Il est admis que, à part le chamois et le bouquetin — ce dernier
infiniment rare, — aucun de nos gros animaux de chasse ne se promène à haute
altitude, dans le domaine des pics et des glaciers. Cela, c’est un article de
foi, un résultat d’expérience. Le chevreuil, dans la zone alpine, ne dépasse
guère 1.500 à 1.800 mètres, ce qui constitue la limite supérieure des forêts.
Il est encore assez abondant dans les Alpes françaises, spécialement en Savoie,
où on le trouve jusque dans la vallée de Chamonix.
Mais, lorsque les Suisses, les Bavarois et les Autrichiens eurent
mis sur pied des parcs nationaux et des réserves dignes de ce nom, on s’aperçut
que les cerfs s'y multipliaient en quantités impressionnantes. Au point que,
dans le Tyrol, on ne sait jamais si l’on va voir sortir des couloirs et des
grandes pentes un bouc chamois ou un majestueux dix-cors.
Les cerfs et les biches se promènent tranquillement en bordure
des glaciers, n'hésitant nullement à les traverser s'il te faut, et ils ont le
pied aussi sûr qu'aucune bête de montagne. Seuls leurs sabots trop tendres les
désavantagent dans les moraines et les éboulis.
Il faut compter également avec l'immense croisure des bois
du cerf mâle, qui lui interdit de se risquer sur les étroites corniches où le
chamois passe tout à son aise. Il ne pourrait le faire qu'en heurtant à chaque
instant de ses cornes la paroi des rochers, en grand danger d'être précipité
dans le vide. Le chamois, tout au contraire, avec ses cornes courtes et presque
verticales, présente sa plus grande largeur au niveau des épaules et est parfaitement
équilibré. Mais, en pays découvert, il n'est pas rare de voir, dans les. parcs
de montagne, les deux races pâturer ensemble à 2.000 ou 2.500 mètres.

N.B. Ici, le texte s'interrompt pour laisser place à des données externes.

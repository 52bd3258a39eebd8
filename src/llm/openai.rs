use crate::llm::client::LLMClient;
use crate::types::{AppError, Result};
use async_openai::{
    Client,
    config::OpenAIConfig,
    types::chat::{
        ChatCompletionRequestMessage, ChatCompletionRequestSystemMessage,
        ChatCompletionRequestUserMessage, CreateChatCompletionRequestArgs,
    },
};
use async_trait::async_trait;

pub struct OpenAIClient {
    client: Client<OpenAIConfig>,
    model: String,
}

impl OpenAIClient {
    pub fn new(api_key: String, api_base: String, model: String) -> Self {
        let config = OpenAIConfig::new()
            .with_api_key(api_key)
            .with_api_base(api_base);

        Self {
            client: Client::with_config(config),
            model,
        }
    }

    async fn complete(&self, messages: Vec<ChatCompletionRequestMessage>) -> Result<String> {
        let request = CreateChatCompletionRequestArgs::default()
            .model(&self.model)
            .messages(messages)
            .build()
            .map_err(|e| AppError::LLM(format!("Failed to build request: {}", e)))?;

        let response = self
            .client
            .chat()
            .create(request)
            .await
            .map_err(|e| AppError::LLM(format!("OpenAI API error: {}", e)))?;

        response
            .choices
            .first()
            .and_then(|choice| choice.message.content.clone())
            .ok_or_else(|| AppError::LLM("No response from OpenAI".to_string()))
    }
}

#[async_trait]
impl LLMClient for OpenAIClient {
    async fn generate(&self, prompt: &str) -> Result<String> {
        self.complete(vec![ChatCompletionRequestMessage::User(
            ChatCompletionRequestUserMessage::from(prompt.to_string()),
        )])
        .await
    }

    async fn generate_with_system(&self, system: &str, prompt: &str) -> Result<String> {
        self.complete(vec![
            ChatCompletionRequestMessage::System(ChatCompletionRequestSystemMessage::from(
                system.to_string(),
            )),
            ChatCompletionRequestMessage::User(ChatCompletionRequestUserMessage::from(
                prompt.to_string(),
            )),
        ])
        .await
    }

    fn model_name(&self) -> &str {
        &self.model
    }
}
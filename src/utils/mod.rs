#![allow(missing_docs)]

/// TOML configuration (`docqa.toml`).
pub mod config;
/// Shared reqwest client construction and status handling.
pub mod http;

pub use config::{ConfigError, DocqaConfig};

En France, il n'en peut être ainsi. Uniquement parce que nos
massifs alpins et pyrénéens ne « raccordent » pas avec nos forêts du
Centre et de l'Est, dernier refuge des hardes de cerfs et de biches. Mais la manière
désinvolte dont, dans le Morvan ou les Ardennes, les cerfs escaladent les
rochers nous montre bien que le repeuplement de nos montagnes serait facile, si
des amateurs inconscients ne massacraient pas tout dès les premières années.
Car tel est le sort de toute tentative d'acclimatation, dans notre pays où la
chasse est trop souvent synonyme de destruction.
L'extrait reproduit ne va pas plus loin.